## Data excerpts
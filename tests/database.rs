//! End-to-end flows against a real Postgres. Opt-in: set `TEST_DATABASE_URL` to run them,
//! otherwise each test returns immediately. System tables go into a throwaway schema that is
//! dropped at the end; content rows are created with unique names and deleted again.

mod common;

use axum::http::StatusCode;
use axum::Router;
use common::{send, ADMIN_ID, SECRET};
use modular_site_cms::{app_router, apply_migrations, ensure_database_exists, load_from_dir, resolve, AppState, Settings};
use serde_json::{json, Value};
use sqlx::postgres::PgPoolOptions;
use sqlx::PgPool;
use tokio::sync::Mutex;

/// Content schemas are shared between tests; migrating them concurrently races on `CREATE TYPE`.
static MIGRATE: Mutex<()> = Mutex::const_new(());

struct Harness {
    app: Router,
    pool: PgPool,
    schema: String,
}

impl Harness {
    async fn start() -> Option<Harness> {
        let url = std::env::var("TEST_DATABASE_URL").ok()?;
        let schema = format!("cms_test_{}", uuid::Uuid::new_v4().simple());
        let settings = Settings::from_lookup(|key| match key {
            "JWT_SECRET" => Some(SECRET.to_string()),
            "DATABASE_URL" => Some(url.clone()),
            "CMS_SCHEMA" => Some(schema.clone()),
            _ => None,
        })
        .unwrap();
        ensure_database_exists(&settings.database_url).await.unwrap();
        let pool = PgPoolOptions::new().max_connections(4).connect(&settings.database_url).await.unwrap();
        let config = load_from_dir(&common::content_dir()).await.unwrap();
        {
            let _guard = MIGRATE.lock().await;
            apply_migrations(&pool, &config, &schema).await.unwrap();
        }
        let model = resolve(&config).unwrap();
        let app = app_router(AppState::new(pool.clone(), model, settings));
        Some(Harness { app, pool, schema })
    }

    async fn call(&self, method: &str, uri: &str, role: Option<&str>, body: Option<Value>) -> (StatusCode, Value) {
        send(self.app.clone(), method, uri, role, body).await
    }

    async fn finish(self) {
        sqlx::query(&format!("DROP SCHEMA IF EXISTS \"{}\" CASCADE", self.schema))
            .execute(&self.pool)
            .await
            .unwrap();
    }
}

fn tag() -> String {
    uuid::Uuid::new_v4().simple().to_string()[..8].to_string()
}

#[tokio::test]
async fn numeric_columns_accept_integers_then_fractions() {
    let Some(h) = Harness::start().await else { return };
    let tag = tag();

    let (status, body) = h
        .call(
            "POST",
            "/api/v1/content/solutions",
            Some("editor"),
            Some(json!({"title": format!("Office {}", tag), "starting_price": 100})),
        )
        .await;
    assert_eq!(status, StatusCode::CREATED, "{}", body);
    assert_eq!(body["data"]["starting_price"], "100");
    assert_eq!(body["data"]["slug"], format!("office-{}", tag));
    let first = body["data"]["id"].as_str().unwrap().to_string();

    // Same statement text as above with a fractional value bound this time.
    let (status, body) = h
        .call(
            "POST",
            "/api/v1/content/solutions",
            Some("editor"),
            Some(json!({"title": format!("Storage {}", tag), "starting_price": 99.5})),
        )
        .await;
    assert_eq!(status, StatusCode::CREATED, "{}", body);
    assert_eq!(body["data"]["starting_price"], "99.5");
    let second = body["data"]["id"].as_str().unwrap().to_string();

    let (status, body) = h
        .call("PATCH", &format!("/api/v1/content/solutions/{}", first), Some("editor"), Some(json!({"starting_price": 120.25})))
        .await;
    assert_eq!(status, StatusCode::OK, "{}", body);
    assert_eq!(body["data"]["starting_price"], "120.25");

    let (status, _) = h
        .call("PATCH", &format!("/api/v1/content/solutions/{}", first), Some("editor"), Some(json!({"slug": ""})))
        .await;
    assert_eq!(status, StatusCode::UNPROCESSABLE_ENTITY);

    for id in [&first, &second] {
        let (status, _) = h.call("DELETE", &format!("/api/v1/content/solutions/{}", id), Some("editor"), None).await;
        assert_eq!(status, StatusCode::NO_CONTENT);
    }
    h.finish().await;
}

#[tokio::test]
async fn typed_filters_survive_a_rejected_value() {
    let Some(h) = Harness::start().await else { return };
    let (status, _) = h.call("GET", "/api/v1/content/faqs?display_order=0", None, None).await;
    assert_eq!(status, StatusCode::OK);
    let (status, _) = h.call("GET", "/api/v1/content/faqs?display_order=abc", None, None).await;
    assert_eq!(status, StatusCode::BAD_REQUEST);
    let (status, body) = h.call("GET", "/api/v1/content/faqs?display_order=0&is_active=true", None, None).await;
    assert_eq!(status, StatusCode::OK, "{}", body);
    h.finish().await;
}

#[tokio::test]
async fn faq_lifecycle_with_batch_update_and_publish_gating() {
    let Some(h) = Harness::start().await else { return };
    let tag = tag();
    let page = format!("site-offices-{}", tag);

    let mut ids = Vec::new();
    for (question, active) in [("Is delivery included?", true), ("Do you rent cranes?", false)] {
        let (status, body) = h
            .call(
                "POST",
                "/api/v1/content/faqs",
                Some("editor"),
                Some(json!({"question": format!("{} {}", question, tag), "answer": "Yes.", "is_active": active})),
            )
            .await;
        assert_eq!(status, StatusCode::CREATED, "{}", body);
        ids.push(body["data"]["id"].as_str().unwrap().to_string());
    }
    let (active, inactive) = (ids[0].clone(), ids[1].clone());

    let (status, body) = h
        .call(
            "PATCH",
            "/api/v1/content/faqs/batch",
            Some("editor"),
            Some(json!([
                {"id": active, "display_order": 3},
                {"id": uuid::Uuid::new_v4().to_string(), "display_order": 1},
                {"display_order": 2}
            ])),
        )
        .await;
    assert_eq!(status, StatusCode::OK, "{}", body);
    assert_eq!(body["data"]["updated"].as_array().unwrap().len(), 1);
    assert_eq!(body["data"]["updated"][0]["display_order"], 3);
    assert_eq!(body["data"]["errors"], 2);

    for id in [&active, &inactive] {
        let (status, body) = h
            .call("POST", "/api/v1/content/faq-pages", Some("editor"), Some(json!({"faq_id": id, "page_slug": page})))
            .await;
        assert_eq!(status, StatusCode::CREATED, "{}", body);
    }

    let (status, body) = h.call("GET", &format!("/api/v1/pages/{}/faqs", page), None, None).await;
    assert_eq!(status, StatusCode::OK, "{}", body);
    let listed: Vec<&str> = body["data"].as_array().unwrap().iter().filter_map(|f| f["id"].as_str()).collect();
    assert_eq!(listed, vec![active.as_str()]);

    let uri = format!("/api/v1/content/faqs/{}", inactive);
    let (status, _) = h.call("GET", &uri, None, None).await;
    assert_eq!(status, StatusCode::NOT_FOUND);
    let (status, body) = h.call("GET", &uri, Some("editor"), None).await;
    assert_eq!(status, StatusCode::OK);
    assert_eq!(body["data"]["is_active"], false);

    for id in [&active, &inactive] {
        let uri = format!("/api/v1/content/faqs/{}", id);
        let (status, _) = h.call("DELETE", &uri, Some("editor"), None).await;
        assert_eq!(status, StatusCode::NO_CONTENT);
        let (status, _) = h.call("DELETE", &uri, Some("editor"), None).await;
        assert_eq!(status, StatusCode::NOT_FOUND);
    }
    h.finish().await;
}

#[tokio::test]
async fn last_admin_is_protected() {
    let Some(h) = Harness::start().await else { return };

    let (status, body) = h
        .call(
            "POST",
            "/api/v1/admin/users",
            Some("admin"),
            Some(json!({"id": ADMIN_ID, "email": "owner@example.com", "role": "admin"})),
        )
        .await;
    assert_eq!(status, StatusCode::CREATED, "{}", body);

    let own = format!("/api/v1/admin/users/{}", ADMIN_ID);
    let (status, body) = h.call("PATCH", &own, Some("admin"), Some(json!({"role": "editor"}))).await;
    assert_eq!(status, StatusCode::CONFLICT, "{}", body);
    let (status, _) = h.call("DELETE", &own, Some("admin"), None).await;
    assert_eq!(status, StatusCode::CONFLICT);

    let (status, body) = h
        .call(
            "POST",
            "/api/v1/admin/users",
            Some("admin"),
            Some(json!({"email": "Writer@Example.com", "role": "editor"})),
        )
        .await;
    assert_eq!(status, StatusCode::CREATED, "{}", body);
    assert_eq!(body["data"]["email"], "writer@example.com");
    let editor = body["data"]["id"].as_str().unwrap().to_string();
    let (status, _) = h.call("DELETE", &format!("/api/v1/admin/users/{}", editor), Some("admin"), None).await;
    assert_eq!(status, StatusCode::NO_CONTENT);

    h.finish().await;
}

## Problem to work on
The answer must consist of every line from the listing above that includes the word "config".

## Written solution
        let config = load_from_dir(&common::content_dir()).await.unwrap();
            apply_migrations(&pool, &config, &schema).await.unwrap();
        let model = resolve(&config).unwrap();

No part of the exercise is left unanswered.